Pada dasarnya, plastisitas sinaptik adalah mekanisme kunci yang digunakan otak untuk menyandikan dan menyimpan informasi, terus beradaptasi dengan rangsangan eksternal dan kondisi internal yang selalu berubah. Yang penting, hal ini menunjukkan bahwa defisiensi yang berasal dari inaktivasi TACR3 dapat diperbaiki secara efisien melalui pemberian testosteron, sehingga menawarkan harapan bagi pendekatan baru untuk mengatasi tantangan terkait kecemasan yang terkait dengan defisiensi testosteron.
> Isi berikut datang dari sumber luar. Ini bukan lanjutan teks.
pub mod app;
pub mod dir;
pub mod export;
pub mod logger;
pub mod settings;

use hwtest::Version;

pub const VERSION: Version = Version {
    major: 0,
    minor: 4,
    patch: 0,
};

#[cfg(test)]
mod tests {
    #[test]
    fn gui_version() {
        // The GUI is released along with the test suite it runs.
        assert_eq!(super::VERSION, hwtest::VERSION);
    }
}
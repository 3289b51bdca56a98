use iced::widget::text::{Catalog, Style, StyleFn};

use super::Theme;

impl Catalog for Theme {
    type Class<'a> = StyleFn<'a, Self>;

    fn default<'a>() -> Self::Class<'a> {
        Box::new(default)
    }

    fn style(&self, class: &Self::Class<'_>) -> Style {
        class(self)
    }
}

pub fn default(_theme: &Theme) -> Style {
    Style { color: None }
}

pub fn primary(theme: &Theme) -> Style {
    Style {
        color: Some(theme.colors.text.primary),
    }
}

pub fn secondary(theme: &Theme) -> Style {
    Style {
        color: Some(theme.colors.text.secondary),
    }
}

pub fn success(theme: &Theme) -> Style {
    Style {
        color: Some(theme.colors.text.success),
    }
}

pub fn warning(theme: &Theme) -> Style {
    Style {
        color: Some(theme.colors.text.warning),
    }
}

pub fn error(theme: &Theme) -> Style {
    Style {
        color: Some(theme.colors.text.error),
    }
}
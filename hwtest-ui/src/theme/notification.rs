use iced::widget::container::Style;
use iced::{Background, Border};

use super::palette::ContainerPalette;
use super::Theme;

fn notification(palette: &ContainerPalette) -> Style {
    Style {
        background: Some(Background::Color(palette.background)),
        text_color: palette.text,
        border: if let Some(color) = palette.border {
            Border {
                width: 1.0,
                color,
                radius: 25.0.into(),
            }
        } else {
            Border {
                ..Default::default()
            }
        },
        ..Default::default()
    }
}

pub fn error(theme: &Theme) -> Style {
    notification(&theme.colors.notifications.error)
}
Kesimpulan: Jalan Baru untuk Pengobatan Kecemasan
TACR3 tampaknya memainkan peran penting dalam menjembatani kecemasan dan testosteron. Para peneliti telah mengungkap mekanisme kompleks di balik kecemasan dan membuka jalan bagi terapi baru, termasuk perawatan testosteron, yang dapat meningkatkan kualitas hidup individu yang bergulat dengan gangguan perkembangan seksual serta kecemasan dan depresi terkait.
Referensi: “Interaksi antara TACR3 hipokampus dan testosteron sistemik dalam mengatur plastisitas sinaptik terkait kecemasan” oleh Magdalena Natalia Wojtas, Marta Diaz-González, Nadezhda Stavtseva, Yuval Shoam, Poonam Verma, Assaf Buberman, Inbar Izhak, Aria Geva, Roi Basch, Alberto Ouro , Lucia Perez-Benitez, Uri Levy, Erika Borcel, Ángel Nuñez, Cesar Venero, Noa Rotem-Dai, Isana Veksler-Lublinsky dan Shira Knafo, 22 Desember 2023, Psikiatri Molekuler.
DOI: 10.1038/s41380-023-02361-z
Prof Knafo adalah anggota Departemen Fisiologi dan Biologi Sel di Fakultas Ilmu Kesehatan serta Institut Bioteknologi Nasional di Negev.
Penelitian ini didukung oleh Israel Science Foundation (Grant no. 536/19).